Two quick parenting tips:
- When you are in a bad mood, try saying to your children, “I’m in a bad mood, I think I need to go workout so I can be nicer to everyone.” This trains them from early on to do as my children learned: when they see me fussing and getting overwhelmed, they ask if I might need to take a walk so I can feel better. Lots of times we do end up going for a walk and I do feel better. Also, because I model this for them, when they are in a bad mood, I see them doing the same thing. They ask to take a bike ride to feel better, or I find one of them jumping rope outside. Each time this happens, we reinforce each other’s good behavior making great habits that can last a lifetime.

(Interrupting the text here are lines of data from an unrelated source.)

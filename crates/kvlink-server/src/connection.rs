//! The single backend connection.

use kvlink_client::{Connector, Store};
use kvlink_core::CommandError;
use serde::Serialize;
use std::sync::Arc;
use tokio::sync::RwLock;

/// Connection lifecycle state.
#[derive(Debug, Clone, Copy, PartialEq, Eq, Serialize)]
#[serde(rename_all = "lowercase")]
pub enum ConnectionState {
    Disconnected,
    /// A connect attempt is waiting for the store to become ready.
    Connecting,
    Connected,
    /// The last attempt failed. Only an explicit connect leaves this state.
    Failed,
}

/// Snapshot of the connection, as reported by `/health`.
#[derive(Debug, Clone, PartialEq, Eq, Serialize)]
pub struct ConnectionInfo {
    pub state: ConnectionState,
    #[serde(skip_serializing_if = "Option::is_none")]
    pub host: Option<String>,
    #[serde(skip_serializing_if = "Option::is_none")]
    pub port: Option<u16>,
    #[serde(skip_serializing_if = "Option::is_none")]
    pub error: Option<String>,
}

enum Slot {
    Disconnected,
    Connecting {
        host: String,
        port: u16,
    },
    Connected {
        host: String,
        port: u16,
        store: Arc<dyn Store>,
    },
    Failed {
        host: String,
        port: u16,
        reason: String,
    },
}

/// Owns the backend connection.
///
/// Only `connect` and `reconnect` create a store handle; every command reads
/// it through `ensure_connected`.
pub struct ConnectionManager {
    connector: Arc<dyn Connector>,
    slot: RwLock<Slot>,
}

impl ConnectionManager {
    pub fn new(connector: Arc<dyn Connector>) -> Self {
        Self {
            connector,
            slot: RwLock::new(Slot::Disconnected),
        }
    }

    /// Connect to `host:port`. Rejected while connected or connecting.
    pub async fn connect(self: &Arc<Self>, host: &str, port: u16) -> Result<(), CommandError> {
        self.begin(host, port, false).await?;
        self.establish(host, port).await
    }

    /// Replace the current connection, whatever its state.
    pub async fn reconnect(self: &Arc<Self>, host: &str, port: u16) -> Result<(), CommandError> {
        self.begin(host, port, true).await?;
        self.establish(host, port).await
    }

    /// Drop the store handle. Returns whether a connection was open.
    pub async fn disconnect(&self) -> bool {
        let mut slot = self.slot.write().await;
        let was_connected = matches!(*slot, Slot::Connected { .. });
        if let Slot::Connected { host, port, .. } = &*slot {
            tracing::info!("Disconnected from store at {}:{}", host, port);
        }
        *slot = Slot::Disconnected;
        was_connected
    }

    /// The live store handle, or `NotConnected`.
    ///
    /// A handle whose link has dropped moves the slot to `Failed`, so the
    /// next `connect` goes through.
    pub async fn ensure_connected(&self) -> Result<Arc<dyn Store>, CommandError> {
        match &*self.slot.read().await {
            Slot::Connected { store, .. } if store.closed().is_none() => return Ok(store.clone()),
            Slot::Connected { .. } => {}
            _ => return Err(CommandError::NotConnected),
        }
        settle(&mut *self.slot.write().await);
        Err(CommandError::NotConnected)
    }

    pub async fn state(&self) -> ConnectionState {
        self.info().await.state
    }

    pub async fn info(&self) -> ConnectionInfo {
        let mut slot = self.slot.write().await;
        settle(&mut slot);
        let (state, host, port, error) = match &*slot {
            Slot::Disconnected => (ConnectionState::Disconnected, None, None, None),
            Slot::Connecting { host, port } => (ConnectionState::Connecting, Some(host), Some(*port), None),
            Slot::Connected { host, port, .. } => (ConnectionState::Connected, Some(host), Some(*port), None),
            Slot::Failed { host, port, reason } => {
                (ConnectionState::Failed, Some(host), Some(*port), Some(reason.clone()))
            }
        };
        ConnectionInfo {
            state,
            host: host.cloned(),
            port,
            error,
        }
    }

    async fn begin(&self, host: &str, port: u16, replace: bool) -> Result<(), CommandError> {
        let mut slot = self.slot.write().await;
        settle(&mut slot);
        match &*slot {
            Slot::Connecting { .. } => return Err(CommandError::ConnectInProgress),
            Slot::Connected { .. } if !replace => return Err(CommandError::AlreadyConnected),
            _ => {}
        }
        tracing::info!("Connecting to store at {}:{}", host, port);
        *slot = Slot::Connecting {
            host: host.to_string(),
            port,
        };
        Ok(())
    }

    /// Runs the attempt on its own task so the slot always leaves
    /// `Connecting`, even if the caller stops waiting.
    async fn establish(self: &Arc<Self>, host: &str, port: u16) -> Result<(), CommandError> {
        let manager = Arc::clone(self);
        let host = host.to_string();
        let attempt = tokio::spawn(async move {
            let outcome = manager.connector.connect(&host, port).await;
            let mut slot = manager.slot.write().await;
            match outcome {
                Ok(store) => {
                    tracing::info!("Connected to store at {}:{}", host, port);
                    *slot = Slot::Connected { host, port, store };
                    Ok(())
                }
                Err(e) => {
                    let reason = e.to_string();
                    tracing::warn!("Connecting to store at {}:{} failed: {}", host, port, reason);
                    *slot = Slot::Failed {
                        host,
                        port,
                        reason: reason.clone(),
                    };
                    Err(CommandError::Connection(reason))
                }
            }
        });

        attempt
            .await
            .map_err(|e| CommandError::Connection(format!("connect task failed: {e}")))?
    }
}

/// Move a connected slot whose store has closed to `Failed`.
fn settle(slot: &mut Slot) {
    let (host, port, reason) = match &*slot {
        Slot::Connected { host, port, store } => match store.closed() {
            Some(reason) => (host.clone(), *port, reason),
            None => return,
        },
        _ => return,
    };
    tracing::warn!("Lost connection to store at {}:{}: {}", host, port, reason);
    *slot = Slot::Failed { host, port, reason };
}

- If you are having a hard time deciding on a type of exercise you would like to try, think about what you wish your child would try. Are you attracted to them doing that sport because it is something you wish you could do? Or, think of the activities you loved as a child. Did you love to go bowling? Did you take dance classes? Did you always wish to be a runner? You don’t have to be training to be a professional to enjoy the movements you always wanted to do as a child. Try them now :).
Today’s affirmation is:
I show my children how to love themselves and care for their body by exercising in ways I enjoy.
Related articles
- Parent Affirmation Monday- Healthy Eating 7/23/2012 (help4yourfamily.com)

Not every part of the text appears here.